- Вам - жаль? - Платон вскинул глаза на все еще сидящего на столе Птаха.
- Конечно. Я думал, мы договоримся по-дружески. Знаете что? Давайте вычеркнем из памяти последние десять минут нашего разговора. Я предложил вам поселить у себя на пару месяцев осиротевших племянников. Вам эта идея не очень понравилась, как и любому закоренелому холостяку, но, по-думав, вы согласились. И завтра встретите их рейс из Москвы. Ладушки?
Платон молчал.
- А может, и этого времени не потребуется, - задумался Птах. - Может, за пару недель этих юношей отравят, задавят, или они сами свернут себе шею. Трудные, неуправляемые подростки!.. - он мечтательно закатил глаза. Отделаетесь дополнительными похоронами, и все дела.
- То, что вы сказали, - отвратительно, - произнес Платон.

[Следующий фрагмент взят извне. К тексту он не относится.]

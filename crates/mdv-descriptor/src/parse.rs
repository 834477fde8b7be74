#![forbid(unsafe_code)]

use std::fs;
use std::path::Path;

use crate::error::DescriptorError;
use crate::model::{Body, CouplingMode, Point, Rod, SystemDescriptor};
use crate::options::OptionsBag;
use crate::section::{SectionKind, SEPARATOR};

/// Load and parse a descriptor file.
pub fn load_descriptor(path: impl AsRef<Path>) -> Result<SystemDescriptor, DescriptorError> {
    let text = fs::read_to_string(path)?;
    parse_descriptor(&text)
}

/// Parse descriptor text.
///
/// Sections open at a line carrying both the `---` separator and a
/// recognized alias, and close at the next separator line. A closing
/// separator is itself a candidate header for the following section,
/// so back-to-back sections need no blank separator between them.
pub fn parse_descriptor(text: &str) -> Result<SystemDescriptor, DescriptorError> {
    let lines: Vec<&str> = text.lines().collect();

    let mut bodies = Vec::new();
    let mut rods = Vec::new();
    let mut points = Vec::new();
    let mut options = OptionsBag::default();
    let mut num_coupled = 0usize;

    let mut idx = 0;
    while idx < lines.len() {
        let Some(kind) = SectionKind::match_header(lines[idx]) else {
            idx += 1;
            continue;
        };
        idx += 1 + kind.header_lines();
        loop {
            if idx >= lines.len() {
                return Err(DescriptorError::UnexpectedEof {
                    section: kind.name(),
                });
            }
            let row = lines[idx];
            if row.contains(SEPARATOR) {
                // Leave idx on the separator: it may open the next section.
                break;
            }
            let line_no = idx + 1;
            let tokens: Vec<&str> = row.split_whitespace().collect();
            match kind {
                SectionKind::Bodies => {
                    if let Some(body) = parse_body_row(&tokens, line_no)? {
                        num_coupled += 1;
                        bodies.push(body);
                    }
                }
                SectionKind::Rods => {
                    if let Some(rod) = parse_rod_row(&tokens, line_no)? {
                        num_coupled += 1;
                        rods.push(rod);
                    }
                }
                SectionKind::Points => {
                    if let Some(point) = parse_point_row(&tokens, line_no)? {
                        num_coupled += 1;
                        points.push(point);
                    }
                }
                SectionKind::Options => {
                    if tokens.len() < 2 {
                        return Err(DescriptorError::ShortLine {
                            section: kind.name(),
                            line: line_no,
                        });
                    }
                    // Option rows read `value key comment...`.
                    options.insert(tokens[1], tokens[0]);
                }
            }
            idx += 1;
        }
    }

    Ok(SystemDescriptor {
        bodies,
        rods,
        points,
        options,
        num_coupled,
    })
}

/// Body rows: `ID Attachment X0 Y0 Z0 r0 p0 y0 ...`. Orientation
/// columns are degrees in the file and radians in memory. Uncoupled
/// rows are skipped entirely.
fn parse_body_row(tokens: &[&str], line_no: usize) -> Result<Option<Body>, DescriptorError> {
    if tokens.len() < 2 {
        return Err(DescriptorError::ShortLine {
            section: "bodies",
            line: line_no,
        });
    }
    let attachment = tokens[1].to_lowercase();
    let coupled =
        attachment.contains("fair") || attachment.contains("coupled") || attachment.contains("ves");
    if !coupled {
        return Ok(None);
    }
    if tokens.len() < 8 {
        return Err(DescriptorError::ShortLine {
            section: "bodies",
            line: line_no,
        });
    }
    let id = parse_i64(tokens[0], line_no)?;
    let mut r6 = [0.0; 6];
    for (slot, token) in r6.iter_mut().zip(&tokens[2..8]) {
        *slot = parse_f64(token, line_no)?;
    }
    for angle in &mut r6[3..] {
        *angle = angle.to_radians();
    }
    Ok(Some(Body {
        id,
        coupling: CouplingMode::Coupled,
        r6,
    }))
}

/// Rod rows: `RodID RodType Attachment Xa Ya Za Xb Yb Zb ...`. The
/// coupled/vessel keyword test is a single case-insensitive check.
fn parse_rod_row(tokens: &[&str], line_no: usize) -> Result<Option<Rod>, DescriptorError> {
    if tokens.len() < 3 {
        return Err(DescriptorError::ShortLine {
            section: "rods",
            line: line_no,
        });
    }
    let attachment = tokens[2].to_lowercase();
    if !attachment.contains("coupled") && !attachment.contains("vessel") {
        return Ok(None);
    }
    if tokens.len() < 9 {
        return Err(DescriptorError::ShortLine {
            section: "rods",
            line: line_no,
        });
    }
    let id = parse_i64(tokens[0], line_no)?;
    let mut end_a = [0.0; 3];
    let mut end_b = [0.0; 3];
    for (slot, token) in end_a.iter_mut().zip(&tokens[3..6]) {
        *slot = parse_f64(token, line_no)?;
    }
    for (slot, token) in end_b.iter_mut().zip(&tokens[6..9]) {
        *slot = parse_f64(token, line_no)?;
    }
    Ok(Some(Rod {
        id,
        coupled: true,
        end_a,
        end_b,
    }))
}

/// Point rows: `ID Attachment X Y Z ...`. Some formats prefix point
/// ids with a letter, so alphabetic characters are stripped before the
/// integer parse.
fn parse_point_row(tokens: &[&str], line_no: usize) -> Result<Option<Point>, DescriptorError> {
    if tokens.len() < 2 {
        return Err(DescriptorError::ShortLine {
            section: "points",
            line: line_no,
        });
    }
    let attachment = tokens[1].to_lowercase();
    let coupled =
        attachment.contains("fair") || attachment.contains("ves") || attachment.contains("couple");
    if !coupled {
        return Ok(None);
    }
    if tokens.len() < 5 {
        return Err(DescriptorError::ShortLine {
            section: "points",
            line: line_no,
        });
    }
    let digits: String = tokens[0].chars().filter(|c| !c.is_alphabetic()).collect();
    let id = parse_i64(&digits, line_no)?;
    let mut r = [0.0; 3];
    for (slot, token) in r.iter_mut().zip(&tokens[2..5]) {
        *slot = parse_f64(token, line_no)?;
    }
    Ok(Some(Point {
        id,
        coupling: CouplingMode::Coupled,
        r,
    }))
}

fn parse_i64(token: &str, line_no: usize) -> Result<i64, DescriptorError> {
    token.parse().map_err(|_| DescriptorError::BadNumber {
        line: line_no,
        token: token.to_owned(),
    })
}

fn parse_f64(token: &str, line_no: usize) -> Result<f64, DescriptorError> {
    token.parse().map_err(|_| DescriptorError::BadNumber {
        line: line_no,
        token: token.to_owned(),
    })
}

- Согласен, - кивнул Птах.
- Да не захотят они со мной жить! Взрослые мужики, богатые, самодовольные! Они с восьми лет кошек на деревьях вешали! Знаете, что им подарил брат на совершеннолетие старшего? По пистолету! И знаете, куда они с ними тут же пошли? В подвал - отстреливать крыс!
- А вот тут вы не правы. Они просто мечтают о встрече с вами. Сами увидите. Пошире расставьте ноги, чтобы не упасть, когда они от радости кинутся вам на шею.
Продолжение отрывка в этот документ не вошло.